The government of Prime Minister Keir Starmer, which ended the Labour Party’s long opposition exile following a major electoral victory last week, faces a mandate to strengthen services for Britons, improve economic conditions and fortify military readiness — all at a time when, its ministers say, government coffers are largely bare.

Tasked with ensuring Britain’s military, a close but smaller partner of the United States, can meet global security demands in that context is John Healey, a veteran Labour politician whom Starmer named as defense secretary.

Healey visited Ukraine’s Black Sea city of Odessa on his second day in the job, holding talks with Ukrainian President Volodymyr Zelensky and emphasizing the United Kingdom’s commitment to blocking Russian President Vladimir Putin’s attempt to overwhelm Ukraine by force.

“The defense of the U.K. starts with the defense of Ukraine,” Healey said Wednesday in his first interview with an American newspaper since taking the job, casting the conflict in global terms. “We know that if Putin wins in Ukraine, he won’t stop there.”

While Starmer ran on promises of change following a long rule by the Conservative Party, he is not expected to make dramatic changes to foreign or defense policy, maintaining strong British support for NATO, safeguarding ties with Washington and staking out a hawkish position on Russia.

Healey, speaking after his arrival in Washington, where he, Starmer and Foreign Minister David Lammy are attending this week’s NATO summit, declined to share a detailed view of Ukraine’s battlefield chances in coming months but noted that the country’s scrappy military had held off Russia far longer than expected and had pushed Russia’s Black Sea fleet out of areas vital to Kyiv’s maritime exports.
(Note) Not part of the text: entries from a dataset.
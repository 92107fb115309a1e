use chrono::{DateTime, Utc};
use serde::Serialize;

use crate::{
    models::{Coordinate, Sample},
    positioning::{AuthorizationStatus, CircularRegion},
};

use super::PingMode;

/// What observers may see of the tracker.
#[derive(Debug, Clone, Serialize, PartialEq)]
#[serde(rename_all = "camelCase")]
pub struct TrackerSnapshot {
    pub is_tracking: bool,
    pub authorization_status: AuthorizationStatus,
    pub mode: PingMode,
    pub last_location: Option<Sample>,
    pub last_ping_at: Option<DateTime<Utc>>,
    pub last_error: Option<String>,
    pub continuous_updates_enabled: bool,
    pub upload_in_flight: bool,
    pub pending_set_home: bool,
}

/// Session state owned by the tracker task. Only `is_tracking` outlives the
/// process (through the preferences table).
#[derive(Debug, Clone)]
pub struct TrackerState {
    pub is_tracking: bool,
    pub authorization_status: AuthorizationStatus,
    pub last_location: Option<Sample>,
    pub last_ping_at: Option<DateTime<Utc>>,
    pub last_sent_at: Option<DateTime<Utc>>,
    pub last_sent_location: Option<Coordinate>,
    pub last_mode: PingMode,
    pub last_error: Option<String>,
    pub continuous_updates_enabled: bool,
    /// Significant-change and visit delivery; doubles as "services are running".
    pub coarse_monitoring_enabled: bool,
    pub upload_in_flight: bool,
    pub pending_set_home_from_next_location: bool,
    pub installed_home_region: Option<CircularRegion>,
}

impl TrackerState {
    pub fn new(is_tracking: bool, authorization_status: AuthorizationStatus) -> Self {
        Self {
            is_tracking,
            authorization_status,
            last_location: None,
            last_ping_at: None,
            last_sent_at: None,
            last_sent_location: None,
            last_mode: PingMode::default(),
            last_error: None,
            continuous_updates_enabled: false,
            coarse_monitoring_enabled: false,
            upload_in_flight: false,
            pending_set_home_from_next_location: false,
            installed_home_region: None,
        }
    }

    pub fn snapshot(&self) -> TrackerSnapshot {
        TrackerSnapshot {
            is_tracking: self.is_tracking,
            authorization_status: self.authorization_status,
            mode: self.last_mode,
            last_location: self.last_location.clone(),
            last_ping_at: self.last_ping_at,
            last_error: self.last_error.clone(),
            continuous_updates_enabled: self.continuous_updates_enabled,
            upload_in_flight: self.upload_in_flight,
            pending_set_home: self.pending_set_home_from_next_location,
        }
    }

    /// Returns the previous mode when `mode` differs from it.
    pub fn observe_mode(&mut self, mode: PingMode) -> Option<PingMode> {
        if mode == self.last_mode {
            return None;
        }
        Some(std::mem::replace(&mut self.last_mode, mode))
    }

    /// Claims the single upload slot. False when an upload is already out.
    pub fn try_begin_upload(&mut self) -> bool {
        if self.upload_in_flight {
            return false;
        }
        self.upload_in_flight = true;
        true
    }

    pub fn finish_upload(&mut self) {
        self.upload_in_flight = false;
    }

    pub fn record_sent(&mut self, sample: &Sample, at: DateTime<Utc>) {
        self.last_ping_at = Some(at);
        self.last_sent_at = Some(at);
        self.last_sent_location = Some(sample.coordinate);
        self.last_error = None;
    }

    pub fn take_pending_home(&mut self) -> bool {
        std::mem::take(&mut self.pending_set_home_from_next_location)
    }

    pub fn fail(&mut self, message: impl Into<String>) {
        self.last_error = Some(message.into());
    }
}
He said the conflict is as much an industrial and economic contest between Russia and the West as it is a military battle between Kyiv and Moscow. He acknowledged, too, the difficulty Ukraine probably would have in recapturing occupied territory by force, saying that most wars conclude with negotiated settlements.

“We’ve got to see how the economic, the political, the diplomatic and military support can be brought together to give the Ukrainians the best chance of putting Putin on the back foot, reclaiming their territory and being in a position to start to negotiate a long-term peace on their terms,” he said.
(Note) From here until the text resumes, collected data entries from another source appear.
pub mod pings;
pub mod preferences;

pub use preferences::{DEVICE_ID_KEY, TRACKING_STATE_KEY};
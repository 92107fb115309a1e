//! Logger bootstrap plus per-module switchable logging macros.
//!
//! A module opts into the macros by declaring its own flag:
//! ```ignore
//! const ENABLE_LOGS: bool = true;
//! use crate::{log_info, log_warn};
//!
//! log_info!("replay feed finished: {} records", 3);
//! ```
//! Flipping the flag to `false` silences that module without touching `RUST_LOG`.

use log::LevelFilter;

/// Initializes `env_logger` once. `RUST_LOG` overrides the default level.
pub fn init_logging(default_level: LevelFilter) {
    let _ = env_logger::Builder::new()
        .filter_level(default_level)
        .parse_default_env()
        .format_timestamp_millis()
        .try_init();
}

/// `log::info!` gated on the calling module's `ENABLE_LOGS` const.
#[macro_export]
macro_rules! log_info {
    ($($arg:tt)*) => {
        if ENABLE_LOGS {
            log::info!($($arg)*);
        }
    };
}

/// `log::warn!` gated on the calling module's `ENABLE_LOGS` const.
#[macro_export]
macro_rules! log_warn {
    ($($arg:tt)*) => {
        if ENABLE_LOGS {
            log::warn!($($arg)*);
        }
    };
}

/// `log::error!` gated on the calling module's `ENABLE_LOGS` const.
#[macro_export]
macro_rules! log_error {
    ($($arg:tt)*) => {
        if ENABLE_LOGS {
            log::error!($($arg)*);
        }
    };
}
Healey also pointed to new air defense commitments to Ukraine and defense industry investments by NATO nations, both of which he said would telegraph to Russia the West’s intent to stay the course.
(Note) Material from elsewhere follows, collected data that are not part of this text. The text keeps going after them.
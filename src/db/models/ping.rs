use chrono::{DateTime, Utc};
use serde::{Deserialize, Serialize};

use crate::tracking::PingMode;

#[derive(Debug, Clone, Copy, Serialize, Deserialize, PartialEq, Eq)]
#[serde(rename_all = "camelCase")]
pub enum PingOutcome {
    Sent,
    Failed,
}

impl PingOutcome {
    pub fn as_str(&self) -> &'static str {
        match self {
            PingOutcome::Sent => "sent",
            PingOutcome::Failed => "failed",
        }
    }
}

/// One finished upload attempt, kept for the `status` history.
#[derive(Debug, Clone, Serialize, Deserialize, PartialEq)]
#[serde(rename_all = "camelCase")]
pub struct PingAttempt {
    pub id: String,
    pub attempted_at: DateTime<Utc>,
    pub latitude: f64,
    pub longitude: f64,
    pub horizontal_accuracy: f64,
    pub mode: PingMode,
    pub outcome: PingOutcome,
    pub detail: Option<String>,
}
Like other nations wary about what the upcoming U.S. election could portend for Europe, British officials say the continent must invest more in its own defense and decrease reliance on the United States, regardless of whether President Biden or former president Donald Trump prevails in November.

While Starmer has embraced the previous government’s pledge to increase defense spending from about 2.3 percent of GDP to 2.5 percent, he has set aside the promise to do so by 2030, saying instead it will meet that target when conditions permit.

Elisabeth Braw, a senior fellow at the Atlantic Council, a Washington-based think tank, said Britain’s budgetary realities would make it difficult for the U.K. military to meet the global mandate it had given itself in years past.

“There is this expectation in the U.K. and the U.S. [that] the U.K. military will always be there as a sort of the sidekick or the junior partner whenever the U.S. needs or wants assistance,” Braw said. “But the U.K. is really like the poor cousin in this relationship, and there really aren’t resources enough to do everything that the U.K. expects of itself and the U.S. expects of it.”

In a possible signal change, Germany is expected to surpass Britain in defense spending in 2024, according to NATO.

“It’s a painful reality for the U.K., and that is what’s facing John Healey,” Braw said. “He would have to set priorities and essentially live within the budget.”

Healey has voiced hope of reforming Britain’s defense institutions and working closely with industry to increase defense output.

Speaking Wednesday, Healey said the new government would review the previous government’s policy in granting licenses for weapons sales to Israel. As it has elsewhere, the issue of British defense sales to Israel has emerged as a controversial issue amid the war in Gaza.